### Records supplied
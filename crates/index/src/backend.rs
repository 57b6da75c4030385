use crate::IndexError;
use std::collections::HashMap;
use std::sync::RwLock;

/// Trait for a key-value storage backend for the index.
///
/// Implementations must make every method atomic on its own: a failed call
/// leaves the stored value for that key exactly as it was.
pub trait IndexBackend: Send + Sync {
    /// Insert or overwrite a value. Returns whether a previous value existed.
    fn put(&self, key: &str, value: &[u8]) -> Result<bool, IndexError>;
    /// Insert a value only if `key` is absent. Returns whether it was written.
    fn put_if_absent(&self, key: &str, value: &[u8]) -> Result<bool, IndexError>;
    /// Retrieve a value by key.
    fn get(&self, key: &str) -> Result<Option<Vec<u8>>, IndexError>;
    /// Delete a key. Returns whether it existed.
    fn delete(&self, key: &str) -> Result<bool, IndexError>;
    /// Scan all values in the backend, calling the visitor for each one.
    fn scan(
        &self,
        visitor: &mut dyn FnMut(&[u8]) -> Result<(), IndexError>,
    ) -> Result<(), IndexError>;
    /// Drop every entry and start from an empty collection.
    fn clear(&self) -> Result<(), IndexError>;
    /// Flush any buffered writes to the backend.
    fn flush(&self) -> Result<(), IndexError> {
        Ok(())
    }
}

/// Configuration for selecting and building a backend.
///
/// # Example
/// ```
/// use index::BackendConfig;
///
/// // In-memory (for testing)
/// let config = BackendConfig::in_memory();
///
/// // Redb (durable, single file)
/// let config = BackendConfig::redb("/var/lib/visage/faces.redb");
/// ```
#[derive(Clone, Debug, Default)]
pub enum BackendConfig {
    /// Use Redb for storage. The `path` is the file path for the database.
    ///
    /// Requires the `backend-redb` feature (enabled by default).
    Redb { path: String },
    /// Use an in-memory HashMap for storage. Nothing survives a restart.
    #[default]
    InMemory,
}

impl BackendConfig {
    /// Create an in-memory backend configuration.
    pub fn in_memory() -> Self {
        BackendConfig::InMemory
    }

    /// Create a Redb backend configuration.
    pub fn redb<P: Into<String>>(path: P) -> Self {
        BackendConfig::Redb { path: path.into() }
    }

    /// Build the backend based on the configuration.
    ///
    /// The returned handle is owned by the caller; dropping it releases the
    /// underlying file.
    pub fn build(&self) -> Result<Box<dyn IndexBackend>, IndexError> {
        match self {
            BackendConfig::InMemory => Ok(Box::new(InMemoryBackend::new())),
            BackendConfig::Redb { path } => {
                #[cfg(feature = "backend-redb")]
                {
                    Ok(Box::new(RedbBackend::open(path)?))
                }
                #[cfg(not(feature = "backend-redb"))]
                {
                    let _ = path;
                    Err(IndexError::backend("redb backend disabled at compile time"))
                }
            }
        }
    }
}

/// An in-memory backend using a `RwLock` around a `HashMap`.
pub struct InMemoryBackend {
    records: RwLock<HashMap<String, Vec<u8>>>,
}

impl InMemoryBackend {
    pub fn new() -> Self {
        Self {
            records: RwLock::new(HashMap::new()),
        }
    }
}

impl Default for InMemoryBackend {
    fn default() -> Self {
        Self::new()
    }
}

impl IndexBackend for InMemoryBackend {
    fn put(&self, key: &str, value: &[u8]) -> Result<bool, IndexError> {
        let previous = self
            .records
            .write()
            .map_err(|_| IndexError::backend("poisoned lock"))?
            .insert(key.to_string(), value.to_vec());
        Ok(previous.is_some())
    }

    fn put_if_absent(&self, key: &str, value: &[u8]) -> Result<bool, IndexError> {
        // Check and insert happen under one write lock.
        let mut guard = self
            .records
            .write()
            .map_err(|_| IndexError::backend("poisoned lock"))?;
        if guard.contains_key(key) {
            return Ok(false);
        }
        guard.insert(key.to_string(), value.to_vec());
        Ok(true)
    }

    fn get(&self, key: &str) -> Result<Option<Vec<u8>>, IndexError> {
        let guard = self
            .records
            .read()
            .map_err(|_| IndexError::backend("poisoned lock"))?;
        Ok(guard.get(key).cloned())
    }

    fn delete(&self, key: &str) -> Result<bool, IndexError> {
        let removed = self
            .records
            .write()
            .map_err(|_| IndexError::backend("poisoned lock"))?
            .remove(key);
        Ok(removed.is_some())
    }

    fn scan(
        &self,
        visitor: &mut dyn FnMut(&[u8]) -> Result<(), IndexError>,
    ) -> Result<(), IndexError> {
        let guard = self
            .records
            .read()
            .map_err(|_| IndexError::backend("poisoned lock"))?;
        for value in guard.values() {
            visitor(value)?;
        }
        Ok(())
    }

    fn clear(&self) -> Result<(), IndexError> {
        self.records
            .write()
            .map_err(|_| IndexError::backend("poisoned lock"))?
            .clear();
        Ok(())
    }
}

/// The Redb backend implementation.
#[cfg(feature = "backend-redb")]
pub mod redb;

#[cfg(feature = "backend-redb")]
pub use redb::RedbBackend;
//! YAML configuration file support for visage.
//!
//! One file configures the embedding index, the matcher and logging.
//!
//! ## Example YAML Configuration
//!
//! ```yaml
//! version: "1.0"
//!
//! index:
//!   backend: "redb"
//!   path: "data/faces.redb"
//!   dimension: 512
//!   compression: "zstd"
//!   compression_level: 3
//!   ann:
//!     enabled: true
//!     min_vectors_for_ann: 1000
//!     m: 16
//!     ef_construction: 200
//!     ef_search: 50
//!     max_results: 100
//!
//! matcher:
//!   threshold: 0.7
//!   limit: 5
//!   legacy_key_fallback: true
//!
//! logging:
//!   level: "info"
//!   json: false
//! ```
//!
//! `matcher.threshold` has no default and must be set.

use std::fs;
use std::path::Path;

use index::ann::AnnConfig;
use index::{BackendConfig, CompressionCodec, CompressionConfig, IndexConfig, DEFAULT_DIMENSION};
use matcher::{ResolverConfig, SearchConfig, Threshold};
use serde::{Deserialize, Serialize};
use thiserror::Error;

/// Errors that can occur when loading YAML configuration files
#[derive(Debug, Error)]
pub enum ConfigLoadError {
    #[error("failed to read config file: {0}")]
    FileRead(#[from] std::io::Error),

    #[error("failed to parse YAML: {0}")]
    YamlParse(#[from] serde_yaml::Error),

    #[error("validation error: {0}")]
    Validation(String),

    #[error("unsupported config version: {0}")]
    UnsupportedVersion(String),

    #[error("missing required field: {0}")]
    MissingField(String),
}

/// Top-level YAML configuration.
#[derive(Debug, Clone, Serialize, Deserialize)]
#[serde(rename_all = "snake_case")]
pub struct VisageConfig {
    /// Configuration format version
    pub version: String,

    /// Optional configuration name/description
    #[serde(default)]
    pub name: Option<String>,

    #[serde(default)]
    pub index: IndexYamlConfig,

    #[serde(default)]
    pub matcher: MatcherYamlConfig,

    #[serde(default)]
    pub logging: LoggingConfig,
}

impl VisageConfig {
    /// Load a YAML configuration file from the given path
    pub fn from_file<P: AsRef<Path>>(path: P) -> Result<Self, ConfigLoadError> {
        let content = fs::read_to_string(path)?;
        Self::from_yaml(&content)
    }

    /// Parse YAML configuration from a string
    pub fn from_yaml(yaml: &str) -> Result<Self, ConfigLoadError> {
        let config: VisageConfig = serde_yaml::from_str(yaml)?;
        config.validate()?;
        Ok(config)
    }

    pub fn validate(&self) -> Result<(), ConfigLoadError> {
        match self.version.as_str() {
            "1.0" | "1" => Ok(()),
            v => Err(ConfigLoadError::UnsupportedVersion(v.to_string())),
        }?;

        self.index.validate()?;
        self.matcher.validate()?;
        self.logging.validate()?;

        if self.matcher.limit > self.index.ann.max_results {
            return Err(ConfigLoadError::Validation(format!(
                "matcher.limit ({}) exceeds index.ann.max_results ({})",
                self.matcher.limit, self.index.ann.max_results
            )));
        }
        Ok(())
    }
}

/// Index YAML configuration
#[derive(Debug, Clone, Serialize, Deserialize)]
pub struct IndexYamlConfig {
    #[serde(default = "default_backend")]
    pub backend: String,

    /// Database file; required when `backend` is `redb`.
    #[serde(default)]
    pub path: Option<String>,

    #[serde(default = "default_dimension")]
    pub dimension: usize,

    #[serde(default = "default_compression")]
    pub compression: String,

    #[serde(default = "default_compression_level")]
    pub compression_level: i32,

    #[serde(default)]
    pub ann: AnnYamlConfig,
}

impl IndexYamlConfig {
    fn validate(&self) -> Result<(), ConfigLoadError> {
        let valid_backends = ["in_memory", "redb"];
        if !valid_backends.contains(&self.backend.as_str()) {
            return Err(ConfigLoadError::Validation(format!(
                "index.backend must be one of: {valid_backends:?}"
            )));
        }

        if self.backend == "redb" && self.path.is_none() {
            return Err(ConfigLoadError::Validation(
                "index.path is required when backend is 'redb'".to_string(),
            ));
        }

        if self.dimension == 0 {
            return Err(ConfigLoadError::Validation(
                "index.dimension must be >= 1".to_string(),
            ));
        }

        let valid_compression = ["none", "zstd"];
        if !valid_compression.contains(&self.compression.as_str()) {
            return Err(ConfigLoadError::Validation(format!(
                "index.compression must be one of: {valid_compression:?}"
            )));
        }
        if self.compression == "zstd" && !(1..=22).contains(&self.compression_level) {
            return Err(ConfigLoadError::Validation(
                "index.compression_level must be between 1 and 22".to_string(),
            ));
        }

        self.ann.validate()
    }

    /// Build the runtime [`IndexConfig`].
    pub fn to_index_config(&self) -> IndexConfig {
        let backend = match (self.backend.as_str(), &self.path) {
            ("redb", Some(path)) => BackendConfig::redb(path.clone()),
            _ => BackendConfig::in_memory(),
        };
        let codec = match self.compression.as_str() {
            "none" => CompressionCodec::None,
            _ => CompressionCodec::Zstd,
        };
        IndexConfig::new()
            .with_dimension(self.dimension)
            .with_backend(backend)
            .with_compression(CompressionConfig::new(codec, self.compression_level))
            .with_ann(self.ann.to_ann_config())
    }
}

impl Default for IndexYamlConfig {
    fn default() -> Self {
        Self {
            backend: default_backend(),
            path: None,
            dimension: default_dimension(),
            compression: default_compression(),
            compression_level: default_compression_level(),
            ann: AnnYamlConfig::default(),
        }
    }
}

/// HNSW YAML configuration
#[derive(Debug, Clone, Serialize, Deserialize)]
pub struct AnnYamlConfig {
    #[serde(default = "true_value")]
    pub enabled: bool,

    #[serde(default = "default_min_vectors_for_ann")]
    pub min_vectors_for_ann: usize,

    #[serde(default = "default_m")]
    pub m: usize,

    #[serde(default = "default_ef_construction")]
    pub ef_construction: usize,

    #[serde(default = "default_ef_search")]
    pub ef_search: usize,

    #[serde(default = "default_ann_max_results")]
    pub max_results: usize,
}

impl AnnYamlConfig {
    fn validate(&self) -> Result<(), ConfigLoadError> {
        if self.m == 0 {
            return Err(ConfigLoadError::Validation(
                "index.ann.m must be >= 1".to_string(),
            ));
        }
        if self.ef_construction == 0 || self.ef_search == 0 {
            return Err(ConfigLoadError::Validation(
                "index.ann.ef_construction and ef_search must be >= 1".to_string(),
            ));
        }
        if self.max_results == 0 {
            return Err(ConfigLoadError::Validation(
                "index.ann.max_results must be >= 1".to_string(),
            ));
        }
        Ok(())
    }

    pub fn to_ann_config(&self) -> AnnConfig {
        AnnConfig::default()
            .with_enabled(self.enabled)
            .with_min_vectors_for_ann(self.min_vectors_for_ann)
            .with_m(self.m)
            .with_ef_construction(self.ef_construction)
            .with_ef_search(self.ef_search)
            .with_max_results(self.max_results)
    }
}

impl Default for AnnYamlConfig {
    fn default() -> Self {
        Self {
            enabled: true,
            min_vectors_for_ann: default_min_vectors_for_ann(),
            m: default_m(),
            ef_construction: default_ef_construction(),
            ef_search: default_ef_search(),
            max_results: default_ann_max_results(),
        }
    }
}

/// Matcher YAML configuration
#[derive(Debug, Clone, Serialize, Deserialize)]
pub struct MatcherYamlConfig {
    /// Minimum cosine similarity for a match, in `[0, 1]`. Required.
    #[serde(default)]
    pub threshold: Option<f32>,

    #[serde(default = "default_limit")]
    pub limit: usize,

    #[serde(default = "true_value")]
    pub legacy_key_fallback: bool,
}

impl MatcherYamlConfig {
    /// Config with the given threshold and defaults elsewhere.
    pub fn with_threshold(threshold: f32) -> Self {
        Self {
            threshold: Some(threshold),
            ..Self::default()
        }
    }

    fn validate(&self) -> Result<(), ConfigLoadError> {
        self.threshold()?;
        if self.limit == 0 {
            return Err(ConfigLoadError::Validation(
                "matcher.limit must be >= 1".to_string(),
            ));
        }
        Ok(())
    }

    /// The configured threshold, validated.
    pub fn threshold(&self) -> Result<Threshold, ConfigLoadError> {
        let value = self
            .threshold
            .ok_or_else(|| ConfigLoadError::MissingField("matcher.threshold".to_string()))?;
        Threshold::new(value).map_err(|e| ConfigLoadError::Validation(format!("matcher.{e}")))
    }

    pub fn to_search_config(&self) -> SearchConfig {
        SearchConfig::default().with_limit(self.limit)
    }

    pub fn to_resolver_config(&self) -> ResolverConfig {
        ResolverConfig::default().with_legacy_key_fallback(self.legacy_key_fallback)
    }
}

impl Default for MatcherYamlConfig {
    fn default() -> Self {
        Self {
            threshold: None,
            limit: default_limit(),
            legacy_key_fallback: true,
        }
    }
}

/// Logging YAML configuration
#[derive(Debug, Clone, Serialize, Deserialize)]
pub struct LoggingConfig {
    /// `EnvFilter` directive, e.g. `info` or `visage=debug,index=info`.
    /// `RUST_LOG` takes precedence when set.
    #[serde(default = "default_log_level")]
    pub level: String,

    /// Emit JSON lines instead of human-readable output.
    #[serde(default)]
    pub json: bool,
}

impl LoggingConfig {
    fn validate(&self) -> Result<(), ConfigLoadError> {
        if self.level.trim().is_empty() {
            return Err(ConfigLoadError::Validation(
                "logging.level must not be empty".to_string(),
            ));
        }
        Ok(())
    }
}

impl Default for LoggingConfig {
    fn default() -> Self {
        Self {
            level: default_log_level(),
            json: false,
        }
    }
}

// Helper functions for serde defaults
fn true_value() -> bool {
    true
}
fn default_backend() -> String {
    "in_memory".to_string()
}
fn default_dimension() -> usize {
    DEFAULT_DIMENSION
}
fn default_compression() -> String {
    "zstd".to_string()
}
fn default_compression_level() -> i32 {
    3
}
fn default_min_vectors_for_ann() -> usize {
    1000
}
fn default_m() -> usize {
    16
}
fn default_ef_construction() -> usize {
    200
}
fn default_ef_search() -> usize {
    50
}
fn default_ann_max_results() -> usize {
    100
}
fn default_limit() -> usize {
    5
}
fn default_log_level() -> String {
    "info".to_string()
}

### Work item
Return every line from the entries above that includes the word "LoggingConfig".

### Exercise result
    pub logging: LoggingConfig,
pub struct LoggingConfig {
impl LoggingConfig {
impl Default for LoggingConfig {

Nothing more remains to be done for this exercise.